You make the first three minutes of a mission, you SVN it, you say 'hey play this' on IRC. You get people back asking you how you justify this mechanic fictionally, or whether it's really fun to have that ship bathe you in flak, or whether this wing could really jump in that precisely. The mission gets played probably hundreds of times before it's even done: everybody's on IRC hitting it back and forth, you try to smoothe out the rough spikes, make sure it's not self-playing, tweak all the AI behavior to fit the fiction, rework the mission loadout to fit the theater logistics, add some interesting new mechanics, cut the stupid cruft mechanics Battuta added, make sure the dialogue isn't too far up Battuta's ass, put in more Seraphims for Hades, etc. People will get in (friendly) fights over when a ship's beams should be ready to fire, or how a certain missile decoy should work fictionally. There's a lot of detail obsession. The most fun part is trying to find cool easter eggs to add, like a Kentauroi having a primary lockup, or a ship in mission 13 getting really mad if you killed her brother in mission 2.

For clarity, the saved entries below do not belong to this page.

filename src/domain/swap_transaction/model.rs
//! Battery swap transaction domain entity

use chrono::{DateTime, Duration, Utc};

use crate::domain::DomainResult;
use crate::shared::errors::DomainError;

/// Default age after which a PENDING transaction is reported as stuck.
pub const DEFAULT_STUCK_THRESHOLD_MINUTES: i64 = 120;

/// Swap transaction status
#[derive(Debug, Clone, Copy, PartialEq, Eq, Hash)]
pub enum SwapTransactionStatus {
    /// Physical swap reported, awaiting verification
    Pending,
    /// Swap verified (terminal)
    Success,
    /// Swap rejected or aborted (terminal)
    Failed,
}

impl SwapTransactionStatus {
    pub fn as_str(&self) -> &'static str {
        match self {
            Self::Pending => "PENDING",
            Self::Success => "SUCCESS",
            Self::Failed => "FAILED",
        }
    }

    pub fn from_str(s: &str) -> Option<Self> {
        match s.to_ascii_uppercase().as_str() {
            "PENDING" => Some(Self::Pending),
            "SUCCESS" => Some(Self::Success),
            "FAILED" => Some(Self::Failed),
            _ => None,
        }
    }

    pub fn is_terminal(&self) -> bool {
        !matches!(self, Self::Pending)
    }

    pub fn transition(self, to: SwapTransactionStatus) -> DomainResult<SwapTransactionStatus> {
        use SwapTransactionStatus::*;
        match (self, to) {
            (Pending, Success) | (Pending, Failed) => Ok(to),
            _ => Err(DomainError::InvalidStateTransition {
                entity: "SwapTransaction",
                from: self.as_str().to_string(),
                to: to.as_str().to_string(),
            }),
        }
    }
}

impl std::fmt::Display for SwapTransactionStatus {
    fn fmt(&self, f: &mut std::fmt::Formatter<'_>) -> std::fmt::Result {
        write!(f, "{}", self.as_str())
    }
}

/// Input for recording a physical swap
#[derive(Debug, Clone)]
pub struct NewSwapTransaction {
    pub booking_id: i32,
    pub station_id: String,
    pub driver_id: String,
    pub old_battery_id: String,
    pub new_battery_id: String,
    /// Amount in the smallest currency unit
    pub amount: i64,
    pub payment_method: String,
}

impl NewSwapTransaction {
    pub fn validate(&self) -> DomainResult<()> {
        if self.amount <= 0 {
            return Err(DomainError::Validation("amount must be positive".into()));
        }
        for (name, value) in [
            ("station_id", &self.station_id),
            ("driver_id", &self.driver_id),
            ("old_battery_id", &self.old_battery_id),
            ("new_battery_id", &self.new_battery_id),
            ("payment_method", &self.payment_method),
        ] {
            if value.trim().is_empty() {
                return Err(DomainError::Validation(format!("{} is required", name)));
            }
        }
        if self.old_battery_id == self.new_battery_id {
            return Err(DomainError::Validation(
                "old_battery_id and new_battery_id must differ".into(),
            ));
        }
        Ok(())
    }
}

/// Record of a physical battery exchange, 1:1 with a booking
#[derive(Debug, Clone, PartialEq)]
pub struct SwapTransaction {
    pub id: i32,
    pub booking_id: i32,
    pub station_id: String,
    pub driver_id: String,
    pub old_battery_id: String,
    pub new_battery_id: String,
    pub amount: i64,
    pub payment_method: String,
    /// Subscription to draw a quota unit from on success (package-paid bookings)
    pub subscription_id: Option<i32>,
    pub status: SwapTransactionStatus,
    pub created_at: DateTime<Utc>,
    pub updated_at: DateTime<Utc>,
}

impl SwapTransaction {
    pub fn new(input: NewSwapTransaction, subscription_id: Option<i32>, now: DateTime<Utc>) -> Self {
        Self {
            id: 0,
            booking_id: input.booking_id,
            station_id: input.station_id,
            driver_id: input.driver_id,
            old_battery_id: input.old_battery_id,
            new_battery_id: input.new_battery_id,
            amount: input.amount,
            payment_method: input.payment_method,
            subscription_id,
            status: SwapTransactionStatus::Pending,
            created_at: now,
            updated_at: now,
        }
    }

    pub fn succeed(&mut self, now: DateTime<Utc>) -> DomainResult<()> {
        self.status = self.status.transition(SwapTransactionStatus::Success)?;
        self.updated_at = now;
        Ok(())
    }

    pub fn fail(&mut self, now: DateTime<Utc>) -> DomainResult<()> {
        self.status = self.status.transition(SwapTransactionStatus::Failed)?;
        self.updated_at = now;
        Ok(())
    }

    /// Amount can only change before the swap is settled.
    pub fn adjust_amount(&mut self, amount: i64, now: DateTime<Utc>) -> DomainResult<()> {
        if amount <= 0 {
            return Err(DomainError::Validation("amount must be positive".into()));
        }
        if self.status != SwapTransactionStatus::Pending {
            return Err(DomainError::InvalidStateTransition {
                entity: "SwapTransaction",
                from: self.status.as_str().to_string(),
                to: "AMOUNT_ADJUSTED".to_string(),
            });
        }
        self.amount = amount;
        self.updated_at = now;
        Ok(())
    }

    pub fn is_stuck(&self, now: DateTime<Utc>, threshold: Duration) -> bool {
        self.status == SwapTransactionStatus::Pending && self.created_at < now - threshold
    }

    pub fn involves_battery(&self, battery_id: &str) -> bool {
        self.old_battery_id == battery_id || self.new_battery_id == battery_id
    }
}

/// Scope for `calculate_total_amount`
#[derive(Debug, Clone, PartialEq, Eq)]
pub enum AmountScope {
    Driver(String),
    Station(String),
}

impl AmountScope {
    pub fn matches(&self, tx: &SwapTransaction) -> bool {
        match self {
            Self::Driver(id) => &tx.driver_id == id,
            Self::Station(id) => &tx.station_id == id,
        }
    }
}

// ── Tests ──────────────────────────────────────────────────────

#[cfg(test)]
mod tests {
    use super::*;

    fn sample_input() -> NewSwapTransaction {
        NewSwapTransaction {
            booking_id: 1,
            station_id: "station-1".into(),
            driver_id: "driver-1".into(),
            old_battery_id: "BAT-OLD".into(),
            new_battery_id: "BAT-NEW".into(),
            amount: 25_000,
            payment_method: "CARD".into(),
        }
    }

    fn sample_tx() -> SwapTransaction {
        SwapTransaction::new(sample_input(), None, Utc::now())
    }

    #[test]
    fn new_transaction_is_pending() {
        let tx = sample_tx();
        assert_eq!(tx.status, SwapTransactionStatus::Pending);
        assert_eq!(tx.amount, 25_000);
    }

    #[test]
    fn terminal_states_never_move() {
        use SwapTransactionStatus::*;
        for from in [Success, Failed] {
            for to in [Pending, Success, Failed] {
                assert!(from.transition(to).is_err());
            }
        }
        assert_eq!(Pending.transition(Success), Ok(Success));
        assert_eq!(Pending.transition(Failed), Ok(Failed));
        assert!(Pending.transition(Pending).is_err());
    }

    #[test]
    fn amount_frozen_after_success() {
        let mut tx = sample_tx();
        tx.adjust_amount(30_000, Utc::now()).unwrap();
        tx.succeed(Utc::now()).unwrap();
        let err = tx.adjust_amount(1, Utc::now()).unwrap_err();
        assert!(matches!(err, DomainError::InvalidStateTransition { .. }));
        assert_eq!(tx.amount, 30_000);
    }

    #[test]
    fn validation_rejects_bad_input() {
        let mut input = sample_input();
        input.amount = 0;
        assert!(input.validate().is_err());

        let mut input = sample_input();
        input.new_battery_id = input.old_battery_id.clone();
        assert!(input.validate().is_err());

        let mut input = sample_input();
        input.station_id = "  ".into();
        assert!(input.validate().is_err());

        assert!(sample_input().validate().is_ok());
    }

    #[test]
    fn stuck_detection_uses_threshold() {
        let t0 = Utc::now();
        let tx = SwapTransaction::new(sample_input(), None, t0);
        let threshold = Duration::hours(2);
        assert!(tx.is_stuck(t0 + Duration::hours(3), threshold));
        assert!(!tx.is_stuck(t0 + Duration::hours(1), threshold));
    }

    #[test]
    fn battery_history_matches_either_side() {
        let tx = sample_tx();
        assert!(tx.involves_battery("BAT-OLD"));
        assert!(tx.involves_battery("BAT-NEW"));
        assert!(!tx.involves_battery("BAT-OTHER"));
    }
}
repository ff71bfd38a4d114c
//! Operator authentication middleware
//!
//! Operator routes require `X-API-Key` whose sha256 digest is listed in
//! `security.api_key_hashes`. With no hashes configured the check is off.

use axum::{
    body::Body,
    extract::State,
    http::{Request, StatusCode},
    middleware::Next,
    response::{IntoResponse, Response},
    Json,
};
use tracing::warn;

use super::common::ApiResponse;
use crate::infrastructure::crypto::ApiKeySet;

pub const API_KEY_HEADER: &str = "x-api-key";

#[derive(Clone, Default)]
pub struct OperatorAuth {
    pub keys: ApiKeySet,
}

impl OperatorAuth {
    pub fn new(keys: ApiKeySet) -> Self {
        Self { keys }
    }
}

fn unauthorized(message: &str) -> Response {
    (
        StatusCode::UNAUTHORIZED,
        Json(ApiResponse::<()>::error_with_code(message, "unauthorized")),
    )
        .into_response()
}

pub async fn operator_auth_middleware(
    State(auth): State<OperatorAuth>,
    request: Request<Body>,
    next: Next,
) -> Response {
    if !auth.keys.is_enabled() {
        return next.run(request).await;
    }

    let presented = request
        .headers()
        .get(API_KEY_HEADER)
        .and_then(|v| v.to_str().ok())
        .map(str::trim);

    match presented {
        None | Some("") => unauthorized("Missing X-API-Key header"),
        Some(key) if auth.keys.verify(key) => next.run(request).await,
        Some(_) => {
            warn!(
                method = %request.method(),
                uri = %request.uri(),
                "Rejected operator request with unknown API key"
            );
            unauthorized("Invalid API key")
        }
    }
}
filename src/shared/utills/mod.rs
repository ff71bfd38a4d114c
pub mod retry;

pub use retry::*;
//! HTTP request metrics
//!
//! `http_requests_total{method,path,status}` and
//! `http_request_duration_seconds{method,path}`.

use std::time::Instant;

use axum::{body::Body, extract::MatchedPath, http::Request, middleware::Next, response::Response};

/// Route template when matched, so ids do not explode label cardinality.
fn route_label(request: &Request<Body>) -> String {
    match request.extensions().get::<MatchedPath>() {
        Some(path) => path.as_str().to_string(),
        None if request.uri().path().starts_with("/docs") => "/docs".to_string(),
        None => "unmatched".to_string(),
    }
}

pub async fn http_metrics_middleware(request: Request<Body>, next: Next) -> Response {
    let method = request.method().as_str().to_string();
    let path = route_label(&request);

    let started = Instant::now();
    let response = next.run(request).await;
    let elapsed = started.elapsed().as_secs_f64();

    let status = response.status().as_u16().to_string();
    metrics::counter!(
        "http_requests_total",
        "method" => method.clone(),
        "path" => path.clone(),
        "status" => status
    )
    .increment(1);
    metrics::histogram!("http_request_duration_seconds", "method" => method, "path" => path)
        .record(elapsed);

    response
}
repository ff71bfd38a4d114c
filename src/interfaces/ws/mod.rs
//! WebSocket interfaces
//!
//! - `notifications`: live lifecycle event stream for dashboards and drivers

pub mod notifications;

pub use notifications::{ws_notifications_handler, EventFilter, NotificationState};
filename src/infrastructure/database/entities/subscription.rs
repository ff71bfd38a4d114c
//! User package subscription entity

use sea_orm::entity::prelude::*;
use serde::{Deserialize, Serialize};

#[derive(Clone, Debug, PartialEq, DeriveEntityModel, Serialize, Deserialize)]
#[sea_orm(table_name = "subscriptions")]
pub struct Model {
    #[sea_orm(primary_key)]
    pub id: i32,

    pub user_id: String,
    pub package_plan_id: i32,

    pub start_date: DateTimeUtc,
    pub end_date: DateTimeUtc,

    pub used_swaps: i32,
    /// Plan quota at subscribe time
    pub max_swaps: i32,

    /// ACTIVE, EXPIRED, INACTIVE
    pub status: String,

    pub created_at: DateTimeUtc,
    pub updated_at: DateTimeUtc,
}

#[derive(Copy, Clone, Debug, EnumIter, DeriveRelation)]
pub enum Relation {
    #[sea_orm(
        belongs_to = "super::package_plan::Entity",
        from = "Column::PackagePlanId",
        to = "super::package_plan::Column::Id"
    )]
    PackagePlan,
}

impl Related<super::package_plan::Entity> for Entity {
    fn to() -> RelationDef {
        Relation::PackagePlan.def()
    }
}

impl ActiveModelBehavior for ActiveModel {}
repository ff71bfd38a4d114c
//! Subscription repository interface

use async_trait::async_trait;
use chrono::{DateTime, Utc};

use super::model::{ConsumeOutcome, PackagePlan, Subscription, SubscriptionStatus};
use crate::domain::DomainResult;

#[async_trait]
pub trait SubscriptionRepository: Send + Sync {
    // ── Plans ───────────────────────────────────────────────

    async fn insert_plan(&self, plan: PackagePlan) -> DomainResult<PackagePlan>;

    async fn find_plan(&self, id: i32) -> DomainResult<Option<PackagePlan>>;

    async fn list_plans(&self, include_inactive: bool) -> DomainResult<Vec<PackagePlan>>;

    /// Returns false if the plan does not exist.
    async fn set_plan_active(&self, id: i32, active: bool) -> DomainResult<bool>;

    // ── Subscriptions ───────────────────────────────────────

    /// Fails with `AlreadyHasActiveSubscription` when the user already
    /// holds an ACTIVE subscription.
    async fn insert(&self, subscription: Subscription) -> DomainResult<Subscription>;

    async fn find_by_id(&self, id: i32) -> DomainResult<Option<Subscription>>;

    async fn find_active_for_user(&self, user_id: &str) -> DomainResult<Option<Subscription>>;

    /// All subscriptions of a user, newest first.
    async fn history(&self, user_id: &str) -> DomainResult<Vec<Subscription>>;

    /// Atomically take one unit of quota:
    /// `used_swaps + 1 WHERE status = ACTIVE AND used_swaps < max_swaps`.
    async fn consume_one(&self, id: i32, now: DateTime<Utc>) -> DomainResult<ConsumeOutcome>;

    /// Move to `to` only if the stored status still equals `expected`.
    async fn update_status_if(
        &self,
        id: i32,
        expected: SubscriptionStatus,
        to: SubscriptionStatus,
        now: DateTime<Utc>,
    ) -> DomainResult<bool>;

    /// ACTIVE subscriptions whose end date is before `now`.
    async fn find_due_for_expiry(
        &self,
        now: DateTime<Utc>,
        limit: u64,
    ) -> DomainResult<Vec<Subscription>>;

    /// ACTIVE subscriptions, ordered by id, starting after `after_id`.
    async fn list_active(&self, after_id: i32, limit: u64) -> DomainResult<Vec<Subscription>>;
}
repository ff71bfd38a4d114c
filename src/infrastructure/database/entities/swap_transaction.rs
//! Battery swap transaction entity

use sea_orm::entity::prelude::*;
use serde::{Deserialize, Serialize};

#[derive(Clone, Debug, PartialEq, DeriveEntityModel, Serialize, Deserialize)]
#[sea_orm(table_name = "swap_transactions")]
pub struct Model {
    #[sea_orm(primary_key)]
    pub id: i32,

    #[sea_orm(unique)]
    pub booking_id: i32,

    pub station_id: String,
    pub driver_id: String,
    pub old_battery_id: String,
    pub new_battery_id: String,

    /// Smallest currency unit
    pub amount: i64,
    pub payment_method: String,

    #[sea_orm(nullable)]
    pub subscription_id: Option<i32>,

    /// PENDING, SUCCESS, FAILED
    pub status: String,

    pub created_at: DateTimeUtc,
    pub updated_at: DateTimeUtc,
}

#[derive(Copy, Clone, Debug, EnumIter, DeriveRelation)]
pub enum Relation {
    #[sea_orm(
        belongs_to = "super::booking::Entity",
        from = "Column::BookingId",
        to = "super::booking::Column::Id"
    )]
    Booking,
}

impl Related<super::booking::Entity> for Entity {
    fn to() -> RelationDef {
        Relation::Booking.def()
    }
}

impl ActiveModelBehavior for ActiveModel {}
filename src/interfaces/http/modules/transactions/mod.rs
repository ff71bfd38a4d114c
//! Swap transaction module: the physical battery exchange ledger

pub mod dto;
pub mod handlers;

pub use dto::*;
pub use handlers::*;
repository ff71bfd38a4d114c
//! Liveness and database health

pub mod handlers;

pub use handlers::*;
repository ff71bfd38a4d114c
//! Booking module: reservation of swap slots

pub mod dto;
pub mod handlers;

pub use dto::*;
pub use handlers::*;
//! Swap transaction repository interface

use async_trait::async_trait;
use chrono::{DateTime, Utc};

use super::model::{AmountScope, SwapTransaction, SwapTransactionStatus};
use crate::domain::DomainResult;

#[async_trait]
pub trait SwapTransactionRepository: Send + Sync {
    /// Insert and return with the assigned id.
    ///
    /// Fails with `DuplicateTransaction` when the booking already has one.
    async fn insert(&self, tx: SwapTransaction) -> DomainResult<SwapTransaction>;

    async fn find_by_id(&self, id: i32) -> DomainResult<Option<SwapTransaction>>;

    async fn find_by_booking(&self, booking_id: i32) -> DomainResult<Option<SwapTransaction>>;

    /// Persist `tx` only if the stored status still equals `expected`.
    async fn update_if_status(
        &self,
        tx: &SwapTransaction,
        expected: SwapTransactionStatus,
    ) -> DomainResult<bool>;

    /// Sum of SUCCESS amounts in scope.
    async fn sum_successful(&self, scope: &AmountScope) -> DomainResult<i64>;

    /// Transactions where the battery was removed or installed, newest first.
    async fn battery_history(&self, battery_id: &str) -> DomainResult<Vec<SwapTransaction>>;

    /// PENDING transactions created before `cutoff`, oldest first.
    async fn find_pending_before(
        &self,
        cutoff: DateTime<Utc>,
        limit: u64,
    ) -> DomainResult<Vec<SwapTransaction>>;

    /// Number of SUCCESS transactions drawing on the subscription.
    async fn count_successful_for_subscription(&self, subscription_id: i32) -> DomainResult<u64>;
}
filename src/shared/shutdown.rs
//! Graceful shutdown handling
//!
//! A cloneable shutdown signal shared by the REST server, the outbound
//! event dispatcher and the reconciliation tasks. Listens for SIGTERM and
//! SIGINT and lets every component stop in a coordinated way.

use std::sync::atomic::{AtomicBool, Ordering};
use std::sync::Arc;

use tokio::sync::broadcast;
use tracing::{error, info, warn};

/// Shutdown signal that can be cloned and shared across tasks
#[derive(Clone)]
pub struct ShutdownSignal {
    sender: broadcast::Sender<()>,
    triggered: Arc<AtomicBool>,
}

impl ShutdownSignal {
    pub fn new() -> Self {
        let (sender, _) = broadcast::channel(1);
        Self {
            sender,
            triggered: Arc::new(AtomicBool::new(false)),
        }
    }

    pub fn subscribe(&self) -> broadcast::Receiver<()> {
        self.sender.subscribe()
    }

    pub fn is_triggered(&self) -> bool {
        self.triggered.load(Ordering::SeqCst)
    }

    pub fn trigger(&self) {
        if !self.triggered.swap(true, Ordering::SeqCst) {
            info!("🛑 Shutdown signal triggered");
            let _ = self.sender.send(());
        }
    }

    /// Wait for shutdown signal
    pub async fn wait(&self) {
        self.notified().wait().await;
    }

    /// Create a future that resolves when shutdown is triggered
    pub fn notified(&self) -> ShutdownNotified {
        ShutdownNotified {
            receiver: self.subscribe(),
            triggered: self.triggered.clone(),
        }
    }
}

impl Default for ShutdownSignal {
    fn default() -> Self {
        Self::new()
    }
}

/// A future that resolves when shutdown is triggered
pub struct ShutdownNotified {
    receiver: broadcast::Receiver<()>,
    triggered: Arc<AtomicBool>,
}

impl ShutdownNotified {
    pub async fn wait(mut self) {
        if self.triggered.load(Ordering::SeqCst) {
            return;
        }
        let _ = self.receiver.recv().await;
    }
}

/// Listen for shutdown signals (SIGTERM, SIGINT) and trigger the shutdown signal
pub async fn listen_for_shutdown_signals(shutdown: ShutdownSignal) {
    #[cfg(unix)]
    {
        use tokio::signal::unix::{signal, SignalKind};

        let (mut sigterm, mut sigint) =
            match (signal(SignalKind::terminate()), signal(SignalKind::interrupt())) {
                (Ok(term), Ok(int)) => (term, int),
                (Err(e), _) | (_, Err(e)) => {
                    error!(error = %e, "Failed to install signal handlers");
                    return;
                }
            };

        tokio::select! {
            _ = sigterm.recv() => {
                info!("📡 Received SIGTERM signal");
            }
            _ = sigint.recv() => {
                info!("📡 Received SIGINT signal (Ctrl+C)");
            }
        }

        shutdown.trigger();
    }

    #[cfg(not(unix))]
    {
        if let Err(e) = tokio::signal::ctrl_c().await {
            error!(error = %e, "Failed to install Ctrl+C handler");
            return;
        }
        info!("📡 Received Ctrl+C signal");
        shutdown.trigger();
    }
}

/// Graceful shutdown coordinator
pub struct ShutdownCoordinator {
    signal: ShutdownSignal,
    /// Timeout for graceful shutdown (in seconds)
    timeout_secs: u64,
}

impl ShutdownCoordinator {
    pub fn new(timeout_secs: u64) -> Self {
        Self {
            signal: ShutdownSignal::new(),
            timeout_secs,
        }
    }

    pub fn signal(&self) -> ShutdownSignal {
        self.signal.clone()
    }

    /// Start listening for shutdown signals in the background
    pub fn start_signal_listener(&self) {
        let signal = self.signal.clone();
        tokio::spawn(async move {
            listen_for_shutdown_signals(signal).await;
        });
    }

    /// Run `cleanup` once shutdown is triggered, bounded by the configured timeout.
    /// Returns false when the timeout elapsed first.
    pub async fn shutdown_with_cleanup<F, Fut>(&self, cleanup: F) -> bool
    where
        F: FnOnce() -> Fut,
        Fut: std::future::Future<Output = ()>,
    {
        self.signal.wait().await;

        info!("⏳ Starting graceful shutdown (timeout: {}s)...", self.timeout_secs);

        match tokio::time::timeout(
            tokio::time::Duration::from_secs(self.timeout_secs),
            cleanup(),
        )
        .await
        {
            Ok(()) => {
                info!("✅ Graceful shutdown completed");
                true
            }
            Err(_) => {
                warn!("⚠️ Graceful shutdown timed out after {}s", self.timeout_secs);
                false
            }
        }
    }
}

impl Default for ShutdownCoordinator {
    fn default() -> Self {
        Self::new(30)
    }
}

#[cfg(test)]
mod tests {
    use super::*;
    use std::time::Duration;

    #[tokio::test]
    async fn notified_resolves_after_trigger() {
        let signal = ShutdownSignal::new();
        let waiter = signal.notified();
        signal.trigger();
        tokio::time::timeout(Duration::from_millis(100), waiter.wait())
            .await
            .expect("shutdown was not observed");
        assert!(signal.is_triggered());
    }

    #[tokio::test]
    async fn notified_created_after_trigger_resolves_immediately() {
        let signal = ShutdownSignal::new();
        signal.trigger();
        tokio::time::timeout(Duration::from_millis(100), signal.wait())
            .await
            .expect("late waiter blocked");
    }
}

Same even goes for weapon design. You'll have a bunch of people all co-editing a spreadsheet and trying out new variants via rapid SVN updates.
It's a super fun development cycle and when we're in fun crunch it goes 24-7 all around the world. But I just can't imagine the chemistry scaling up. We've been really, really lucky in that everyone we've added to the team has also been a great IRC player and a good fiction contributor.
BP works because the mission designers, the writers, the gameplay designers, and even the artists are all (mostly) the same people. That means you can integrate all the disciplines to tell a story. Bigger studios, man...it's almost impossible to keep everyone excited and on the same page about a complicated story.
I think two of BP's biggest flaws are an abundance of single-mission mechanics (Starcraft 2 style) and a story that can be hard as heck to follow if you're not a massive lorehead. Those probably would've been fixed if this was a larger production (although Assassin's Creed sure did get a ways with an incomprehensible story!)